> Task instructions
Please transcribe exactly, and only, the lines of the data below between the line holding "write_chain(out, &chain)?;" and the line holding "index + 1)?;", inclusive.

######

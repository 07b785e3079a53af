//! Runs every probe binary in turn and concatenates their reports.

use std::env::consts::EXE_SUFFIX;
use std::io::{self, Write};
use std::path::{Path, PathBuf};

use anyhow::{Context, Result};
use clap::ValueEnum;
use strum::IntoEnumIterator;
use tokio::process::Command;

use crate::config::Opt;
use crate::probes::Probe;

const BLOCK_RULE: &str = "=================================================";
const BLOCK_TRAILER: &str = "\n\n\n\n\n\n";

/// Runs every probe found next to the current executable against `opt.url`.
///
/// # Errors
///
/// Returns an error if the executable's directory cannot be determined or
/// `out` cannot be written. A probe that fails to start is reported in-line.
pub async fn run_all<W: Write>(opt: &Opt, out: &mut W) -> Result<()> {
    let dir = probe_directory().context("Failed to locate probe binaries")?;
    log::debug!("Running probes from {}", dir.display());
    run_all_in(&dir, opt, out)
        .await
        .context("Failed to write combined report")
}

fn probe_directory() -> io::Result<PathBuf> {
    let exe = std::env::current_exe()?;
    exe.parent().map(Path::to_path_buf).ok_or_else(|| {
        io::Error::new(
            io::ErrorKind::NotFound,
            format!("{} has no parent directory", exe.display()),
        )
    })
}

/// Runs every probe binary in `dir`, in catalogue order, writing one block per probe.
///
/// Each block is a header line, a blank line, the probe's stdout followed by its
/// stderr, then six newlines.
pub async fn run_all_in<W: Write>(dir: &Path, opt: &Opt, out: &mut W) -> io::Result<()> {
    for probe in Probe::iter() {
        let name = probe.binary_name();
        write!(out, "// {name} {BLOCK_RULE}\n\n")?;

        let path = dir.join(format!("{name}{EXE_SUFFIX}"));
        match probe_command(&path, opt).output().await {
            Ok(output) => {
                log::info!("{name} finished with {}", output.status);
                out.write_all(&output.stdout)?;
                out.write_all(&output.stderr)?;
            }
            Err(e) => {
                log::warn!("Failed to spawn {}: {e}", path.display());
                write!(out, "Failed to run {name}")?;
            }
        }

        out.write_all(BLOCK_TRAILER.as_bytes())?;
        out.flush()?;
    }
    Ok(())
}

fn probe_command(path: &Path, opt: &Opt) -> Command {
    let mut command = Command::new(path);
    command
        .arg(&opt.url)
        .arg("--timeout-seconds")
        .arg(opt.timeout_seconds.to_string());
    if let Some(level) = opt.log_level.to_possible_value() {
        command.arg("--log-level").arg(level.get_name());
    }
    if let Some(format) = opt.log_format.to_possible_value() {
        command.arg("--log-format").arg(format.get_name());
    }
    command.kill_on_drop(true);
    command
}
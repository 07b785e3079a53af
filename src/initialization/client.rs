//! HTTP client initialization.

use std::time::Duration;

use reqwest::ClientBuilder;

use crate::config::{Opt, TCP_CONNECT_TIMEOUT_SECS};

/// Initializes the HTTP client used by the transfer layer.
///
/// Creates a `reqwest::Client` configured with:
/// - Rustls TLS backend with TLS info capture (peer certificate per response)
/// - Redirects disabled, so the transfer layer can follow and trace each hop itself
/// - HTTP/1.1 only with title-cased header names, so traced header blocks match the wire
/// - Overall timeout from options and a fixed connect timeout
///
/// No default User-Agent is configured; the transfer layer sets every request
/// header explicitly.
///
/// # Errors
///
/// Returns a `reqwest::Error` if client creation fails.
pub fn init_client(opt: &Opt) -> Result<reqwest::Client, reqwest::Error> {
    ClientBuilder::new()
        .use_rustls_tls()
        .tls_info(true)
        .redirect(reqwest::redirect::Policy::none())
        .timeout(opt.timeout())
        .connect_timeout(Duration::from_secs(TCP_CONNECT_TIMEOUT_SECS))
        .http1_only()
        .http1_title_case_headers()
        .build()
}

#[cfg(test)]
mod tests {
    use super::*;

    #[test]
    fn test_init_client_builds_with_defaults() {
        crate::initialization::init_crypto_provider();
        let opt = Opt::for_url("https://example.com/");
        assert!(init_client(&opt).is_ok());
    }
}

######

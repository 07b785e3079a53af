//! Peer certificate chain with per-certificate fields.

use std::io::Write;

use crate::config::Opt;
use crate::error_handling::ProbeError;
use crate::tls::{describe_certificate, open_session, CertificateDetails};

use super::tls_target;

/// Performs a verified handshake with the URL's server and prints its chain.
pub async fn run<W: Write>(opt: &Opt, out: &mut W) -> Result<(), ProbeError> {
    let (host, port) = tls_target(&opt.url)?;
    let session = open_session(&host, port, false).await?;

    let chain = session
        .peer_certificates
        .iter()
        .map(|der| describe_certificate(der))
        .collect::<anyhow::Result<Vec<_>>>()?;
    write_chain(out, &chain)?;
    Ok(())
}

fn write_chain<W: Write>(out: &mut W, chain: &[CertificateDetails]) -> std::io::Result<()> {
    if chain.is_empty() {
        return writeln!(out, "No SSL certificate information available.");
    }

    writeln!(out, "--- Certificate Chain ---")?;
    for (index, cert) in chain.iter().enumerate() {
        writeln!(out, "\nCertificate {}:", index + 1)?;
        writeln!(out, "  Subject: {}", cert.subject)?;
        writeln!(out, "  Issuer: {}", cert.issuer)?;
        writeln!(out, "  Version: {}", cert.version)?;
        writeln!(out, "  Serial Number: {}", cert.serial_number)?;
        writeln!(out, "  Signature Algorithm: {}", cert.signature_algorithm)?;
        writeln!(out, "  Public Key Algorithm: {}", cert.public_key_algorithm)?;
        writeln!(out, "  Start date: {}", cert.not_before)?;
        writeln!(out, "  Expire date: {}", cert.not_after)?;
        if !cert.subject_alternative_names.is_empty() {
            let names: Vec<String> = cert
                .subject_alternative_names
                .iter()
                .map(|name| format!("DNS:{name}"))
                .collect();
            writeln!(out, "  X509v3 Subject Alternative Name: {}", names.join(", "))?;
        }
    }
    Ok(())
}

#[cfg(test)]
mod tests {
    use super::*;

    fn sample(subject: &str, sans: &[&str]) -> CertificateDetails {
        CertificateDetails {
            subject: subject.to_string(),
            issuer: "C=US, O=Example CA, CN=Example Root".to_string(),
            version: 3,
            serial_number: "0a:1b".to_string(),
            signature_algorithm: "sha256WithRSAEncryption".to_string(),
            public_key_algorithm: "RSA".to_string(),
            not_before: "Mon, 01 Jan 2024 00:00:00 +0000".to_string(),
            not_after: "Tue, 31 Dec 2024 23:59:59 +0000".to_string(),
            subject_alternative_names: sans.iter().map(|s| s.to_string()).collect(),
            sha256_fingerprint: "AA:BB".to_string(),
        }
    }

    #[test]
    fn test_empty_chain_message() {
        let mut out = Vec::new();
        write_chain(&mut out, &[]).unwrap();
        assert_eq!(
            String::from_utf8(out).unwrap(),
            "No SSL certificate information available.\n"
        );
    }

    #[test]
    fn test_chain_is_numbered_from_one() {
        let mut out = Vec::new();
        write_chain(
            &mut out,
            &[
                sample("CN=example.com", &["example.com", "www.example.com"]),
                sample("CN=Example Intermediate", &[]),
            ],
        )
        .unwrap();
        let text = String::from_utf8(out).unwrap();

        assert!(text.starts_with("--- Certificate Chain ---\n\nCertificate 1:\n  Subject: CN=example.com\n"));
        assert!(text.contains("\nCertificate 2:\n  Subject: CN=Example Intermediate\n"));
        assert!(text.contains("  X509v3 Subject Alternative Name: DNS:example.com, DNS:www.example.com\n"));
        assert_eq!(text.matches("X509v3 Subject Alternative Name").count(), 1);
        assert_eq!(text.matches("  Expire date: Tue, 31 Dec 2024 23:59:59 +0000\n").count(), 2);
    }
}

######

> Result for this task
    write_chain(out, &chain)?;
    Ok(())
}

fn write_chain<W: Write>(out: &mut W, chain: &[CertificateDetails]) -> std::io::Result<()> {
    if chain.is_empty() {
        return writeln!(out, "No SSL certificate information available.");
    }

    writeln!(out, "--- Certificate Chain ---")?;
    for (index, cert) in chain.iter().enumerate() {
        writeln!(out, "\nCertificate {}:", index + 1)?;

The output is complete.